Features | 22/07/21

In the last edition of the magazine, I wrote about our political engagement. We explored why it is important to engage with the different groups and individuals that fall within that segment. While that work continues with meetings at HM Treasury and correspondence with the Financial Services Minister, this time I want to share some of our recent work around engaging with the media, another one of our key stakeholder groups.

Unsurprisingly, there are a range of media outlets (online and in print) with a mixture of paid and freelance writers publishing stories. Some have a negative view of our sector, that is unlikely to change. Briefs change quickly and journalists cover a wide range of topics, making it more difficult to build relationships and get your stories and views into the right hands.

Despite this, the media is still an area where we can share our strategic campaigns such as our work to protect access to credit. We can also engage on our priority issues, the Financial Ombudsman Service (FOS) and Claims Management Companies for example, depending on the interests of different journalists.

In recent months, we have been working hard to develop our relationships with the media. This has been through a mixture of briefings, sharing statements and comment, and responding to journalists that have written about the market. We have also gently pushed back on pieces that include misconceptions about the sector to make sure the information out there is up to date and based on fact.

Much like our other engagement, you need to take time to build relationships, make the story relevant to their aims and ensure that you can provide timely information when it is needed. They need to know where to come to.

Good relationships in the media are useful to us for many reasons. It helps build the profile of the association and its members, with the ultimate aim to become the recognised home for and authority on alternative credit. It is also an excellent channel to use to promote and amplify our campaign to protect access to responsible credit.
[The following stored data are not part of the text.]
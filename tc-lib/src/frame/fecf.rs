use crc::{Crc, CRC_16_IBM_3740};
use serde::{Deserialize, Serialize};

/// CRC-16/CCITT-FALSE: poly 0x1021, init 0xffff, no reflection, no final xor.
pub const CRC_CCITT_FALSE: Crc<u16> = Crc::<u16>::new(&CRC_16_IBM_3740);

/// Compute the CRC-16/CCITT-FALSE checksum of `dat`.
#[must_use]
pub fn crc16(dat: &[u8]) -> u16 {
    CRC_CCITT_FALSE.checksum(dat)
}

/// Frame Error Control Field algorithm.
#[derive(Serialize, Deserialize, Debug, Default, Clone, Copy, PartialEq, Eq)]
pub enum FecfAlgorithm {
    /// No FECF is appended.
    None,
    /// 2-byte CRC-16/CCITT-FALSE over all preceding frame bytes.
    #[default]
    Crc16,
}

impl FecfAlgorithm {
    /// Length in bytes of the FECF produced by this algorithm.
    #[must_use]
    pub fn len(&self) -> usize {
        match self {
            Self::None => 0,
            Self::Crc16 => 2,
        }
    }

    #[must_use]
    pub fn is_none(&self) -> bool {
        matches!(self, Self::None)
    }

    /// Compute the FECF for `dat`, i.e., every frame byte preceding the FECF.
    #[must_use]
    pub fn compute(&self, dat: &[u8]) -> Option<u16> {
        match self {
            Self::None => None,
            Self::Crc16 => Some(crc16(dat)),
        }
    }
}
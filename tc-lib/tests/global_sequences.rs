use ccsds_tc::bch::BchConfig;
use ccsds_tc::cltu::{Cltu, CltuSequences};
use ccsds_tc::Error;

// Process-wide defaults can only be set once, so this is the only test in this binary.
#[test]
fn test_global_sequences() {
    let custom = CltuSequences {
        acquisition: vec![0xaa; 4],
        start: CltuSequences::parse_hex("EB90").unwrap(),
        tail: CltuSequences::parse_hex("C5C5C5C5C5C5C579").unwrap(),
        idle: vec![0xaa; 2],
    };
    CltuSequences::set_global(custom.clone()).unwrap();
    assert_eq!(CltuSequences::global(), custom);

    let zult = CltuSequences::set_global(CltuSequences::default());
    assert!(matches!(zult, Err(Error::InvalidState(_))), "{zult:?}");

    let cltu = Cltu::builder()
        .codeblocks(vec![])
        .data(vec![1, 2])
        .start_sequence(vec![0x12, 0x34])
        .build()
        .unwrap();
    assert_eq!(cltu.acquisition_sequence(), &[0xaa; 4]);
    assert_eq!(cltu.start_sequence(), &[0x12, 0x34]);
    assert_eq!(cltu.idle_sequence(), &[0xaa; 2]);

    let parsed = Cltu::parse(&cltu.to_bytes(), &CltuSequences::global(), &BchConfig::default());
    assert!(parsed.is_err(), "overridden start sequence is not the global one");
}
impl PduParser {
    #[must_use]
    pub fn new() -> Self {
        Self::default()
    }

    /// Stop parsing, without error, when this byte is found where a PDU would start.
    /// Used to ignore idle fill at the end of a data field.
    #[must_use]
    pub fn with_stop_byte(mut self, byte: u8) -> Self {
        self.stop_byte = Some(byte);
        self
    }

    /// Verify the CRC of PDUs with the CRC flag set.
    #[must_use]
    pub fn with_crc_check(mut self, verify: bool) -> Self {
        self.verify_crc = verify;
        self
    }

    /// Parse PDUs from `dat` until it is exhausted, a stop byte is reached, or a
    /// structural error occurs. PDUs decoded before an error are kept.
    #[must_use]
    pub fn parse(&self, dat: &[u8]) -> PduParserResult {
        let mut zult = PduParserResult::default();
        let mut offset = 0;

        while offset < dat.len() {
            if self.stop_byte == Some(dat[offset]) {
                trace!(offset, "stop byte");
                break;
            }
            match self.parse_one(&dat[offset..], offset) {
                Ok(pdu) => {
                    trace!(offset, header = %pdu.header, "pdu");
                    offset += pdu.data.len();
                    zult.pdus.push(pdu);
                }
                Err(err) => {
                    debug!(offset, num_pdus = zult.pdus.len(), "pdu parse failed: {err}");
                    zult.error = Some(err);
                    break;
                }
            }
        }
        zult
    }

    fn parse_one(&self, dat: &[u8], offset: usize) -> Result<Pdu> {
        let header = PduHeader::decode(dat).ok_or_else(|| Error::ParseFailure {
            offset,
            message: format!("truncated pdu header; {} bytes remaining", dat.len()),
        })?;
        if header.data_field_len == 0 {
            return Err(Error::ParseFailure {
                offset,
                message: "pdu data field length is zero".to_string(),
            });
        }
        if header.crc_flag && (header.data_field_len as usize) < PduHeader::CRC_LEN {
            return Err(Error::ParseFailure {
                offset,
                message: "pdu data field too short for crc".to_string(),
            });
        }
        let len = header.pdu_len();
        if dat.len() < len {
            return Err(Error::ParseFailure {
                offset,
                message: format!("pdu len={len} exceeds remaining {} bytes", dat.len()),
            });
        }
        let pdu = Pdu {
            header,
            data: dat[..len].to_vec(),
        };
        if self.verify_crc && !pdu.crc_valid() {
            return Err(Error::ParseFailure {
                offset,
                message: "pdu crc mismatch".to_string(),
            });
        }
        Ok(pdu)
    }
}
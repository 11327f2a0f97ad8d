use std::sync::atomic::{AtomicU8, Ordering};
use std::sync::Arc;

use super::wrap::validate;
use super::{compose_vcid, wrap, FecfAlgorithm, Scid, TcFrameHeader, TcTransferFrame, Vcid, WrapParams};
use crate::{Error, Result};

/// Per-VCID rolling frame sequence numbers, shared between builders.
#[derive(Debug)]
pub struct SequenceCounter {
    counters: Vec<AtomicU8>,
}

impl Default for SequenceCounter {
    fn default() -> Self {
        SequenceCounter {
            counters: (0..=TcFrameHeader::VCID_MAX).map(|_| AtomicU8::new(0)).collect(),
        }
    }
}

impl SequenceCounter {
    #[must_use]
    pub fn new() -> Self {
        Self::default()
    }

    /// Return the next sequence number for `vcid`, wrapping from 255 to 0.
    pub fn next(&self, vcid: Vcid) -> u8 {
        self.counters[(vcid & TcFrameHeader::VCID_MAX) as usize].fetch_add(1, Ordering::SeqCst)
    }

    /// Sequence number the next frame for `vcid` will get.
    #[must_use]
    pub fn peek(&self, vcid: Vcid) -> u8 {
        self.counters[(vcid & TcFrameHeader::VCID_MAX) as usize].load(Ordering::SeqCst)
    }

    pub fn reset(&self, vcid: Vcid, value: u8) {
        self.counters[(vcid & TcFrameHeader::VCID_MAX) as usize].store(value, Ordering::SeqCst);
    }
}

/// Source of frame sequence numbers for a [TcFrameBuilder].
#[derive(Debug, Clone)]
pub enum FrameSequence {
    /// Start at this value; frames split from the same data count up from it.
    Fixed(u8),
    /// Draw each frame's number from a shared counter.
    AutoRoll(Arc<SequenceCounter>),
}

impl Default for FrameSequence {
    fn default() -> Self {
        Self::Fixed(0)
    }
}

/// Fluent builder for [TcTransferFrame]s.
///
/// # Example
/// ```
/// use ccsds_tc::frame::{FecfAlgorithm, TcTransferFrame};
///
/// let frames = TcTransferFrame::builder()
///     .scid(512)
///     .vcid(10)
///     .data(&[0x01, 0x02, 0x03])
///     .fecf(FecfAlgorithm::None)
///     .build()
///     .unwrap();
/// assert_eq!(frames.len(), 1);
/// assert_eq!(frames[0].header.scid, 512);
/// ```
#[derive(Debug, Clone, Default)]
pub struct TcFrameBuilder {
    version: u8,
    bypass: bool,
    control_command: bool,
    spare: u8,
    scid: Option<Scid>,
    vcid: Option<Vcid>,
    sequence: FrameSequence,
    data: Option<Vec<u8>>,
    fecf: FecfAlgorithm,
    fecf_length: Option<usize>,
    fecf_value: Option<u16>,
    frame_length: Option<u16>,
    max_frame_length: Option<usize>,
}

impl TcFrameBuilder {
    #[must_use]
    pub fn version(mut self, version: u8) -> Self {
        self.version = version;
        self
    }

    #[must_use]
    pub fn bypass(mut self, bypass: bool) -> Self {
        self.bypass = bypass;
        self
    }

    #[must_use]
    pub fn control_command(mut self, control_command: bool) -> Self {
        self.control_command = control_command;
        self
    }

    /// Reserved spare bits.
    #[must_use]
    pub fn spare(mut self, spare: u8) -> Self {
        self.spare = spare;
        self
    }

    #[must_use]
    pub fn scid(mut self, scid: Scid) -> Self {
        self.scid = Some(scid);
        self
    }

    #[must_use]
    pub fn vcid(mut self, vcid: Vcid) -> Self {
        self.vcid = Some(vcid);
        self
    }

    /// Set the virtual channel id from its execution string and virtual channel number.
    #[must_use]
    pub fn execution_string(mut self, execution_string: u8, vc_number: u8) -> Self {
        self.vcid = Some(compose_vcid(execution_string, vc_number));
        self
    }

    #[must_use]
    pub fn sequence(mut self, sequence: u8) -> Self {
        self.sequence = FrameSequence::Fixed(sequence);
        self
    }

    #[must_use]
    pub fn auto_sequence(mut self, counter: Arc<SequenceCounter>) -> Self {
        self.sequence = FrameSequence::AutoRoll(counter);
        self
    }

    #[must_use]
    pub fn data(mut self, data: &[u8]) -> Self {
        self.data = Some(data.to_vec());
        self
    }

    #[must_use]
    pub fn fecf(mut self, fecf: FecfAlgorithm) -> Self {
        self.fecf = fecf;
        self
    }

    #[must_use]
    pub fn fecf_length(mut self, len: usize) -> Self {
        self.fecf_length = Some(len);
        self
    }

    /// Use `value` as the FECF rather than computing it.
    #[must_use]
    pub fn fecf_value(mut self, value: u16) -> Self {
        self.fecf_value = Some(value);
        self
    }

    /// Write `len` to the header length field rather than the actual frame length.
    #[must_use]
    pub fn frame_length(mut self, len: u16) -> Self {
        self.frame_length = Some(len);
        self
    }

    /// Largest frame to produce. Data exceeding a single frame is split.
    #[must_use]
    pub fn max_frame_length(mut self, len: usize) -> Self {
        self.max_frame_length = Some(len);
        self
    }

    /// Build the frame(s). More than one frame is produced only when the data
    /// does not fit in a single frame.
    ///
    /// # Errors
    /// [Error::FrameWrapUnwrap] if scid, vcid or data are not set, or if wrapping
    /// reports any errors.
    pub fn build(self) -> Result<Vec<TcTransferFrame>> {
        let mut missing = Vec::new();
        if self.scid.is_none() {
            missing.push("scid");
        }
        if self.vcid.is_none() {
            missing.push("vcid");
        }
        if self.data.is_none() {
            missing.push("data");
        }
        if !missing.is_empty() {
            return Err(Error::FrameWrapUnwrap(format!(
                "required values not set: {}",
                missing.join(", ")
            )));
        }

        let vcid = self.vcid.unwrap_or_default();
        let params = WrapParams {
            version: self.version,
            bypass: self.bypass,
            control_command: self.control_command,
            spare: self.spare,
            scid: self.scid.unwrap_or_default(),
            vcid,
            data: self.data.unwrap_or_default(),
            fecf: self.fecf,
            fecf_length: self.fecf_length,
            fecf_value: self.fecf_value,
            frame_length: self.frame_length,
            max_frame_length: self
                .max_frame_length
                .unwrap_or(TcFrameHeader::MAX_FRAME_LEN),
        };

        // Invalid parameters must not draw numbers from a shared counter.
        let errors = validate(&params);
        if !errors.is_empty() {
            return Err(Error::FrameWrapUnwrap(format!(
                "{} error(s): {}",
                errors.len(),
                errors.join("; ")
            )));
        }

        let wrapped = match self.sequence {
            FrameSequence::Fixed(start) => {
                let mut seq = start;
                wrap(&params, || {
                    let cur = seq;
                    seq = seq.wrapping_add(1);
                    cur
                })
            }
            FrameSequence::AutoRoll(counter) => wrap(&params, || counter.next(vcid)),
        };

        let mut frames = Vec::with_capacity(wrapped.len());
        for (idx, wf) in wrapped.into_iter().enumerate() {
            if !wf.is_ok() {
                return Err(Error::FrameWrapUnwrap(format!(
                    "frame {idx} reported {} error(s): {}",
                    wf.error_count, wf.error_message
                )));
            }
            frames.push(wf.frame);
        }
        Ok(frames)
    }
}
It also acts as a vehicle to deliver those messages to other stakeholders. Though we want good relationships with journalists we are ultimately trying to get these pieces (and the information included) to those that we need to influence and educate.

There has been growing media attention in recent months, in some part driven by the departure of Provident from the home-collected market and the uncertainty over the future of Amigo Loans. This has drawn interest from across the media, keen to get an up-to-date picture of what is happening in the sector.

Business journalists are interested in the ups and downs of big companies, particularly those with shareholders, while those with consumer briefs are keen to know about the customer and how they use the product. And of course, at the moment everyone is interested in the impact of Covid-19 and what this has meant for family finances and lending.

When Provident and Amigo sparked press interest, it was important for us to point out the likely impact that market exit will have on consumers. This is a key part of our campaign to protect access to responsible credit.

We were speaking to the media about the problems with the regulatory structure and claims management companies, but ultimately trying to show the negative consequences for the customer if access to credit continues to be reduced.

Our engagement has seen the CCTA feature in a range of pieces. We were quoted in a BBC online piece exploring the reasons behind Provident’s decision to withdraw from the home credit market. There was also an appearance in the Financial Times that explored the future of the sector. More recently we have seen coverage in a longer Reuters piece, looking at the impact of the complaints on firms.

And our work on the side lines in briefing Journalists, and highlight various reports and research seems to be having an impact too. We have seen an increase in pieces investigating the current state of illegal lending and the expected growth if access alternative credit is restricted.

There have also been a range of stories looking at both the Financial Conduct Authority (FCA) and the FOS. With the regulator we have seen coverage of its approach to claims management companies and the new ‘consumer duty’ it has proposed. On the FOS, journalists have explored if the FOS is fit for purpose, given the budget changes and an increasing backlog of complaints. All messages we have been pursuing.

As Parliament turns a little quieter over the summer recess, we focus in on our media engagement- briefing new journalists and building connections for the future. We will be searching out data and research that supports our campaigns to share.

It is always interesting to hear from members if they have had any engagement with the media or have their own campaigns that we might be able to help support.